Assurant vouloir consacrer du temps à sa famille, Juan Orlando Hernández a laissé ouverte la possibilité d'un retour sur la scène politique si «un radicalisme» tentait à nouveau de diriger ce pays d'Amérique centrale, faisant ainsi référence à l'ancien gouvernement de gauche.
«Nous serons toujours reconnaissants envers Trump»

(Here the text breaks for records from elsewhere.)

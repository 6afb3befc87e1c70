//! # toolbridge Internal Library
//!
//! Re-exports the toolbridge crates for convenience.

/// Settings and tracing setup.
pub use toolbridge_core;

/// Outbound HTTP execution with retries.
pub use toolbridge_http;

/// LLM abstraction and model registry.
pub use toolbridge_models;

/// Model provider backends.
pub use toolbridge_model_providers;

/// Tool specifications, registry and executor.
pub use toolbridge_tools;

/// Tool-calling and workflow orchestration.
pub use toolbridge_orchestrator;

/// Re-export all common types for easy access.
pub mod prelude {
    pub use toolbridge_core::{Settings, TracingConfig, TracingFormat};
    pub use toolbridge_http::{HttpClientService, HttpMethod, HttpRequestSpec, HttpResponseSpec, RetryPolicy};
    pub use toolbridge_models::ModelRegistry;
    pub use toolbridge_models::llm::{GenerationRequest, GenerationStream, Llm, StreamEvent};
    #[cfg(feature = "openai")]
    pub use toolbridge_model_providers::OpenAiBackend;
    pub use toolbridge_orchestrator::{
        AiOrchestrator, EngineContext, FlowDefinition, FlowOrchestrator, FlowResult, FlowStep,
        PromptService, SimpleToolGenerator, WorkflowOrchestrator, WorkflowRequest, WorkflowResponse,
        WorkflowStage, WorkflowStatus,
    };
    pub use toolbridge_tools::{
        ApiConfig, AuthConfig, FieldMapping, JsonType, PropertySchema, SimpleToolExecutor,
        SimpleToolSpec, Tool, ToolExecutor, ToolFactory, ToolRegistry, ToolResult, ToolSchema,
        ToolSpec, make_blocking_tool, make_tool, make_typed_tool,
    };
}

Il est arrivé plus tôt à bord d'un vol privé à l'aéroport de Palmerola, à 60 km au nord-ouest de Tegucigalpa, où sa famille l'a accueilli sur le tarmac, puis s'est rendu à l'arrière d'une camionnette jusqu'à une propriété où il a remercié ses partisans pour leur accueil, la majorité issus de son parti, le Parti national (PN). Sa grâce avait coïncidé avec l'irruption du président américain dans l'élection présidentielle au Honduras.
Donald Trump avait apporté son soutien à l'entrepreneur conservateur Nasry Asfura, membre également du PN, qui a remporté le scrutin. Le président américain avait menacé de réduire l'aide au Honduras, pays le plus pauvre et le plus violent d'Amérique centrale, si son favori ne l'emportait pas. «Nous serons toujours très reconnaissants envers le président Trump pour cette décision courageuse», a déclaré à l'AFP Ana García, l'épouse de l'ancien président de droite.
Accusé d'avoir détourné deux millions de dollars de fonds publics pour financer sa campagne présidentielle en 2013, M. Hernández, 57 ans, doit comparaître devant un tribunal le 3 août. Il se déclare «innocent». En échange de son engagement à se présenter de son plein gré, un juge a suspendu son mandat d'arrêt, ce dont sa famille et ses partisans ont profité pour organiser un cortège de bienvenue et des cérémonies religieuses.
«Nous sommes très heureux et très émus» de l'accueillir, a déclaré à l'AFP Eva Amador, 56 ans, l'une des sympathisantes de l'ancien président, tout en brandissant une banderole sur laquelle figurait un message de remerciement à l'intention de Donald Trump. Son retour est «un test pour l'indépendance» judiciaire, a déclaré à l'AFP Ana María Méndez, directrice pour l'Amérique centrale du Bureau de Washington pour les affaires latino-américaines (WOLA).
«Drogue dans le nez des gringos»
Deux ans après son extradition, M. Hernández avait été jugé en 2024 coupable d'avoir participé et protégé un réseau qui a expédié plus de 500 tonnes de cocaïne aux États-Unis entre 2004 et 2022. En retour, il aurait reçu des millions de dollars des cartels, dont celui de Sinaloa dirigé par le célèbre narcotrafiquant mexicain Joaquin «Chapo» Guzman, condamné à la prison à vie aux Etats-Unis.
Selon les procureurs américains, pendant sa présidence, le Honduras était devenu un «narco-Etat», une «super autoroute» par laquelle passait une grande partie du trafic de drogue de la Colombie vers les États-Unis. Lors du procès, un témoin avait affirmé avoir entendu l'ancien président se vanter qu'il allait «mettre la drogue dans le nez des gringos» et qu'ils ne s'en rendraient «même pas compte».
Donald Trump avait justifié sa grâce par une «horrible chasse aux sorcières orchestrée» par son prédécesseur à la Maison Blanche, Joe Biden. Celui que ses compatriotes surnomment «JOH», en référence à ses initiales, était devenu en 2014, à l'âge de 45 ans, le président le plus jeune du Honduras. Sa réélection en 2018, entachée de soupçons de fraude, avait été contestée par d'importantes manifestations populaires durement réprimées.